[Saved entries]
+--
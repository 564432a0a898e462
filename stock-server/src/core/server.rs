//! Server Implementation

use crate::core::{Config, Result, ServerState};

/// HTTP Server
pub struct Server {
    config: Config,
    state: Option<ServerState>,
}

impl Server {
    pub fn new(config: Config) -> Self {
        Self {
            config,
            state: None,
        }
    }

    /// Create server with existing state
    pub fn with_state(config: Config, state: ServerState) -> Self {
        Self {
            config,
            state: Some(state),
        }
    }

    /// Serve until ctrl-c
    pub async fn run(&self) -> Result<()> {
        let state = match &self.state {
            Some(s) => s.clone(),
            None => ServerState::initialize(&self.config).await?,
        };

        let app = crate::api::build_app(state);

        let addr = std::net::SocketAddr::from(([0, 0, 0, 0], self.config.http_port));
        let listener = tokio::net::TcpListener::bind(addr).await?;
        tracing::info!("Stock server listening on {}", addr);

        let shutdown = async {
            let _ = tokio::signal::ctrl_c().await;
            tracing::info!("Shutting down...");
        };

        axum::serve(listener, app)
            .with_graceful_shutdown(shutdown)
            .await?;

        Ok(())
    }
}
+--
Exercise prompt — From the data above, count the lines that hold the string "core". Reply with only that number.

Expected answer — 2